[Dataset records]
++++++
//! Whole-deck rendering
//!
//! Output layout:
//!     header comments (technology, process node, counts)
//!     run_options block
//!     layer definitions, first definition of each name only
//!     rule blocks, grouped by category in catalogue order, source order within a group

use crate::layers::translate_layer;
use crate::options::IcvOptions;
use crate::rules::{translate_rule, IcvRule};
use serde::Serialize;
use std::fmt;
use svrf_parser::{ParseResult, RuleCategory};

pub struct IcvWriter<'a> {
    options: &'a IcvOptions,
}

impl<'a> IcvWriter<'a> {
    pub fn new(options: &'a IcvOptions) -> Self {
        Self { options }
    }

    pub fn render(&self, result: &ParseResult) -> String {
        let layers: Vec<String> = result.effective_layers().map(translate_layer).collect();
        let rules: Vec<IcvRule> = result.rules.iter().map(translate_rule).collect();
        let check_count: usize = rules.iter().map(|r| r.checks.len()).sum();

        let mut out = String::new();
        out.push_str("// ICV DRC rules translated from SVRF\n");
        out.push_str(&format!("// Technology: {}\n", self.options.technology));
        out.push_str(&format!("// Process Node: {}\n", self.options.process_node));
        out.push_str(&format!("// Total Rules: {}\n", check_count));
        out.push_str(&format!("// Total Layers: {}\n\n", layers.len()));

        out.push_str("// Run Options\n");
        out.push_str(&self.options.run_options.render());
        out.push('\n');

        out.push_str("// Layer Definitions\n");
        for layer in &layers {
            out.push_str(layer);
            out.push('\n');
        }

        for (ordinal, title) in RuleCategory::NAMES.iter().enumerate() {
            let group: Vec<&IcvRule> = rules
                .iter()
                .filter(|r| r.category.ordinal() == ordinal)
                .collect();
            if group.is_empty() {
                continue;
            }
            out.push_str(&format!("\n// {} Rules\n", group_title(title)));
            for rule in group {
                out.push_str(&rule.render());
            }
        }
        out
    }
}

/// `inter_layer_spacing` → `Inter Layer Spacing`
fn group_title(name: &str) -> String {
    name.split('_')
        .map(|word| {
            let mut chars = word.chars();
            match chars.next() {
                Some(first) => first.to_uppercase().chain(chars).collect::<String>(),
                None => String::new(),
            }
        })
        .collect::<Vec<_>>()
        .join(" ")
}

/// Counts reported after a translation
#[derive(Debug, Clone, PartialEq, Serialize)]
pub struct TranslationSummary {
    pub input_layers: usize,
    pub output_layers: usize,
    pub input_rules: usize,
    pub translated_rules: usize,
    pub manual_rules: usize,
    /// Names of the rules that need manual translation, in source order
    pub manual_rule_names: Vec<String>,
    pub diagnostics: usize,
}

impl TranslationSummary {
    pub fn from_result(result: &ParseResult) -> Self {
        let manual_rule_names: Vec<String> =
            result.unknown_rules().map(|r| r.name.clone()).collect();
        Self {
            input_layers: result.layers.len(),
            output_layers: result.effective_layers().count(),
            input_rules: result.rules.len(),
            translated_rules: result.rules.len() - manual_rule_names.len(),
            manual_rules: manual_rule_names.len(),
            manual_rule_names,
            diagnostics: result.diagnostics.len(),
        }
    }

    /// Translated share of the input rules, in percent
    pub fn coverage(&self) -> f64 {
        if self.input_rules == 0 {
            return 100.0;
        }
        self.translated_rules as f64 * 100.0 / self.input_rules as f64
    }
}

impl fmt::Display for TranslationSummary {
    fn fmt(&self, f: &mut fmt::Formatter<'_>) -> fmt::Result {
        writeln!(f, "Input layers: {}", self.input_layers)?;
        writeln!(f, "Output layers: {}", self.output_layers)?;
        writeln!(f, "Input rules: {}", self.input_rules)?;
        writeln!(f, "Translated rules: {}", self.translated_rules)?;
        writeln!(f, "Needs manual translation: {}", self.manual_rules)?;
        write!(f, "Coverage: {:.1}%", self.coverage())
    }
}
++++++
- AIM OF THE EXERCISE:
Restate the data above word for word, omitting nothing.

- RESULT OF THIS TASK:
//! Whole-deck rendering
//!
//! Output layout:
//!     header comments (technology, process node, counts)
//!     run_options block
//!     layer definitions, first definition of each name only
//!     rule blocks, grouped by category in catalogue order, source order within a group

use crate::layers::translate_layer;
use crate::options::IcvOptions;
use crate::rules::{translate_rule, IcvRule};
use serde::Serialize;
use std::fmt;
use svrf_parser::{ParseResult, RuleCategory};

pub struct IcvWriter<'a> {
    options: &'a IcvOptions,
}

impl<'a> IcvWriter<'a> {
    pub fn new(options: &'a IcvOptions) -> Self {
        Self { options }
    }

    pub fn render(&self, result: &ParseResult) -> String {
        let layers: Vec<String> = result.effective_layers().map(translate_layer).collect();
        let rules: Vec<IcvRule> = result.rules.iter().map(translate_rule).collect();
        let check_count: usize = rules.iter().map(|r| r.checks.len()).sum();

        let mut out = String::new();
        out.push_str("// ICV DRC rules translated from SVRF\n");
        out.push_str(&format!("// Technology: {}\n", self.options.technology));
        out.push_str(&format!("// Process Node: {}\n", self.options.process_node));
        out.push_str(&format!("// Total Rules: {}\n", check_count));
        out.push_str(&format!("// Total Layers: {}\n\n", layers.len()));

        out.push_str("// Run Options\n");
        out.push_str(&self.options.run_options.render());
        out.push('\n');

        out.push_str("// Layer Definitions\n");
        for layer in &layers {
            out.push_str(layer);
            out.push('\n');
        }

        for (ordinal, title) in RuleCategory::NAMES.iter().enumerate() {
            let group: Vec<&IcvRule> = rules
                .iter()
                .filter(|r| r.category.ordinal() == ordinal)
                .collect();
            if group.is_empty() {
                continue;
            }
            out.push_str(&format!("\n// {} Rules\n", group_title(title)));
            for rule in group {
                out.push_str(&rule.render());
            }
        }
        out
    }
}

/// `inter_layer_spacing` → `Inter Layer Spacing`
fn group_title(name: &str) -> String {
    name.split('_')
        .map(|word| {
            let mut chars = word.chars();
            match chars.next() {
                Some(first) => first.to_uppercase().chain(chars).collect::<String>(),
                None => String::new(),
            }
        })
        .collect::<Vec<_>>()
        .join(" ")
}

/// Counts reported after a translation
#[derive(Debug, Clone, PartialEq, Serialize)]
pub struct TranslationSummary {
    pub input_layers: usize,
    pub output_layers: usize,
    pub input_rules: usize,
    pub translated_rules: usize,
    pub manual_rules: usize,
    /// Names of the rules that need manual translation, in source order
    pub manual_rule_names: Vec<String>,
    pub diagnostics: usize,
}

impl TranslationSummary {
    pub fn from_result(result: &ParseResult) -> Self {
        let manual_rule_names: Vec<String> =
            result.unknown_rules().map(|r| r.name.clone()).collect();
        Self {
            input_layers: result.layers.len(),
            output_layers: result.effective_layers().count(),
            input_rules: result.rules.len(),
            translated_rules: result.rules.len() - manual_rule_names.len(),
            manual_rules: manual_rule_names.len(),
            manual_rule_names,
            diagnostics: result.diagnostics.len(),
        }
    }

    /// Translated share of the input rules, in percent
    pub fn coverage(&self) -> f64 {
        if self.input_rules == 0 {
            return 100.0;
        }
        self.translated_rules as f64 * 100.0 / self.input_rules as f64
    }
}

impl fmt::Display for TranslationSummary {
    fn fmt(&self, f: &mut fmt::Formatter<'_>) -> fmt::Result {
        writeln!(f, "Input layers: {}", self.input_layers)?;
        writeln!(f, "Output layers: {}", self.output_layers)?;
        writeln!(f, "Input rules: {}", self.input_rules)?;
        writeln!(f, "Translated rules: {}", self.translated_rules)?;
        writeln!(f, "Needs manual translation: {}", self.manual_rules)?;
        write!(f, "Coverage: {:.1}%", self.coverage())
    }
}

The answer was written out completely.